HeavyConnect to the Parquet data organized in the month of March. Users expect weekly updated data that has been added to the existing data.

Reuse the foreign server created in Example 1.
Create the foreign table for use. In the CREATE FOREIGN TABLE statement, specify the update type, scheduling, and the additional file path to the month of March.

CREATE FOREIGN TABLE example_month_march (
  id INTEGER,
  vendor_id TEXT ENCODING DICT(32),
  year_datetime TIMESTAMP(0),
  year_activities_longitude DECIMAL(14,2),
  year_activities_latitude DECIMAL(14,2),
  precipitation SMALLINT,
  snow_depth SMALLINT,
  snowfall SMALLINT,
  max_temperature SMALLINT,
  min_temperature SMALLINT,
  average_wind_speed SMALLINT)
SERVER example_parquet_server
WITH (REFRESH_TIMING_TYPE='SCHEDULED', 
      REFRESH_UPDATE_TYPE='APPEND', 
      REFRESH_START_DATE_TIME='2020-03-01 22:30', 
      REFRESH_INTERVAL='7D',
      FILE_PATH='Mar');

When specifying a file path in the foreign table creation statement, the path is additive to the base path specified in the foreign server.
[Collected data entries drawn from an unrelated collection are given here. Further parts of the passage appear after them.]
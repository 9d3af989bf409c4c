//! Protocol Messages
//!
//! The message kinds exchanged with remote subscriber processes. Every
//! request produces exactly one response of the matching kind, except
//! `LIVE_DATA_UPDATE`, which is an unsolicited push and carries no
//! correlation id.

use serde::{Deserialize, Serialize};

use crate::domain::message::FieldMessage;
use crate::domain::specification::LiveDataSpecification;

/// Sentinel correlation id meaning "no correlation".
pub const NO_CORRELATION: i64 = -1;

const fn default_correlation() -> i64 {
    NO_CORRELATION
}

/// Generic result code carried by response messages.
#[derive(Debug, Clone, Copy, PartialEq, Eq, Serialize, Deserialize)]
#[serde(rename_all = "SCREAMING_SNAKE_CASE")]
pub enum ResultCode {
    /// The request succeeded.
    Success,
    /// The requested item could not be resolved or is not present.
    NotPresent,
    /// The server failed internally.
    InternalError,
}

/// A protocol message, tagged by kind.
#[derive(Debug, Clone, PartialEq, Serialize, Deserialize)]
#[serde(tag = "kind")]
pub enum ProtocolMessage {
    /// Capability negotiation request with credential fields.
    #[serde(rename = "CONNECTION_REQUEST")]
    ConnectionRequest {
        /// Request correlation id.
        #[serde(default = "default_correlation")]
        correlation_id: i64,
        /// Connecting user.
        user: String,
        /// Optional credential.
        #[serde(default, skip_serializing_if = "Option::is_none")]
        password: Option<String>,
    },

    /// Connection negotiation response with the available-server list.
    #[serde(rename = "CONNECTION_RESPONSE")]
    ConnectionResponse {
        /// Correlation id of the originating request.
        #[serde(default = "default_correlation")]
        correlation_id: i64,
        /// Result code.
        result: ResultCode,
        /// Optional human-readable detail.
        #[serde(default, skip_serializing_if = "Option::is_none")]
        message: Option<String>,
        /// Servers available to this client.
        #[serde(default)]
        available_servers: Vec<String>,
    },

    /// Point-in-time snapshot request.
    #[serde(rename = "SNAPSHOT_REQUEST")]
    SnapshotRequest {
        /// Request correlation id.
        #[serde(default = "default_correlation")]
        correlation_id: i64,
        /// The specification to snapshot.
        specification: LiveDataSpecification,
    },

    /// Snapshot response.
    #[serde(rename = "SNAPSHOT_RESPONSE")]
    SnapshotResponse {
        /// Correlation id of the originating request.
        #[serde(default = "default_correlation")]
        correlation_id: i64,
        /// Result code.
        result: ResultCode,
        /// Optional human-readable detail.
        #[serde(default, skip_serializing_if = "Option::is_none")]
        message: Option<String>,
        /// The resolved subscription identifier.
        subscription_id: String,
        /// The normalization scheme applied.
        normalization_scheme: String,
        /// Snapshot fields.
        #[serde(default)]
        snapshot: FieldMessage,
    },

    /// Subscription response, carrying the initial snapshot.
    #[serde(rename = "SUBSCRIPTION_RESPONSE")]
    SubscriptionResponse {
        /// Correlation id of the originating request.
        #[serde(default = "default_correlation")]
        correlation_id: i64,
        /// Result code.
        result: ResultCode,
        /// Optional human-readable detail.
        #[serde(default, skip_serializing_if = "Option::is_none")]
        message: Option<String>,
        /// The resolved subscription identifier.
        subscription_id: String,
        /// The normalization scheme applied.
        normalization_scheme: String,
        /// Topic the subscription publishes on.
        topic: String,
        /// Initial merged snapshot.
        #[serde(default)]
        snapshot: FieldMessage,
    },

    /// Unsubscribe request.
    #[serde(rename = "UNSUBSCRIBE")]
    Unsubscribe {
        /// Request correlation id.
        #[serde(default = "default_correlation")]
        correlation_id: i64,
        /// The specification to release.
        specification: LiveDataSpecification,
    },

    /// Unsolicited live update push. No correlation id.
    #[serde(rename = "LIVE_DATA_UPDATE")]
    LiveDataUpdate {
        /// Topic the update belongs to.
        topic: String,
        /// Merged last-known-value fields.
        fields: FieldMessage,
    },
}

impl ProtocolMessage {
    /// The explicit type tag of this message.
    #[must_use]
    pub const fn kind(&self) -> &'static str {
        match self {
            Self::ConnectionRequest { .. } => "CONNECTION_REQUEST",
            Self::ConnectionResponse { .. } => "CONNECTION_RESPONSE",
            Self::SnapshotRequest { .. } => "SNAPSHOT_REQUEST",
            Self::SnapshotResponse { .. } => "SNAPSHOT_RESPONSE",
            Self::SubscriptionResponse { .. } => "SUBSCRIPTION_RESPONSE",
            Self::Unsubscribe { .. } => "UNSUBSCRIBE",
            Self::LiveDataUpdate { .. } => "LIVE_DATA_UPDATE",
        }
    }

    /// The correlation id, if this kind carries one.
    #[must_use]
    pub const fn correlation_id(&self) -> Option<i64> {
        match self {
            Self::ConnectionRequest { correlation_id, .. }
            | Self::ConnectionResponse { correlation_id, .. }
            | Self::SnapshotRequest { correlation_id, .. }
            | Self::SnapshotResponse { correlation_id, .. }
            | Self::SubscriptionResponse { correlation_id, .. }
            | Self::Unsubscribe { correlation_id, .. } => Some(*correlation_id),
            Self::LiveDataUpdate { .. } => None,
        }
    }
}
You can now query and build dashboards using the foreign table example_month_march.

Example 3: Directory structures and refresh periods

HeavyConnect to the Parquet data Mar_01_2020. Users expect daily updated data that may have been edited throughout the file.
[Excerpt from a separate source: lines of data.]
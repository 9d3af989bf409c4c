//! Tracing Initialization
//!
//! Console tracing with `RUST_LOG`-style filtering.

use tracing_subscriber::EnvFilter;

/// Initialize console tracing.
///
/// Respects `RUST_LOG`; defaults to `info`. Safe to call once at startup.
pub fn init_tracing() {
    let env_filter = EnvFilter::try_from_default_env().unwrap_or_else(|_| EnvFilter::new("info"));

    tracing_subscriber::fmt()
        .with_env_filter(env_filter)
        .with_target(true)
        .init();
}
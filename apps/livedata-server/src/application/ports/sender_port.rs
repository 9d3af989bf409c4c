//! Market Data Sender Port (Driven Port)
//!
//! For each tick, the server hands the registered sender the distributor's
//! distribution specification and the merged last-known-value view. Message
//! queue publishers, test recorders and local broadcast hubs all sit behind
//! this port.

use crate::domain::message::FieldMessage;
use crate::domain::specification::DistributionSpecification;

/// Port for outbound distribution of normalized updates.
///
/// Called on the tick-delivery path; implementations must not block.
pub trait MarketDataSender: Send + Sync {
    /// Publish the merged view for one distributor.
    fn send(&self, distribution: &DistributionSpecification, data: &FieldMessage);
}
Use the foreign server you created in Example 1.
Create the foreign table for use. In the CREATE FOREIGN TABLE statement, specify the update type, scheduling, and the additional file path to the month of March.

CREATE FOREIGN TABLE example_day_march_01 (
  id INTEGER,
  vendor_id TEXT ENCODING DICT(32),
  year_datetime TIMESTAMP(0),
  year_activities_longitude DECIMAL(14,2),
  year_activities_latitude DECIMAL(14,2),
  precipitation SMALLINT,
  snow_depth SMALLINT,
  snowfall SMALLINT,
  max_temperature SMALLINT,
  min_temperature SMALLINT,
  average_wind_speed SMALLINT)
SERVER example_parquet_server
WITH (REFRESH_TIMING_TYPE='SCHEDULED', 
      REFRESH_UPDATE_TYPE='ALL', 
      REFRESH_START_DATE_TIME='2020-03-01 23:30', 
      REFRESH_INTERVAL='1D',
      FILE_PATH='Mar/Mar_01_2020.parquet');

REFRESH_UPDATE_TYPE='ALL' instructs the system to update all metadata and takes additional time for larger datasets. This can have an impact on performance when used with a short REFRESH_INTERVAL.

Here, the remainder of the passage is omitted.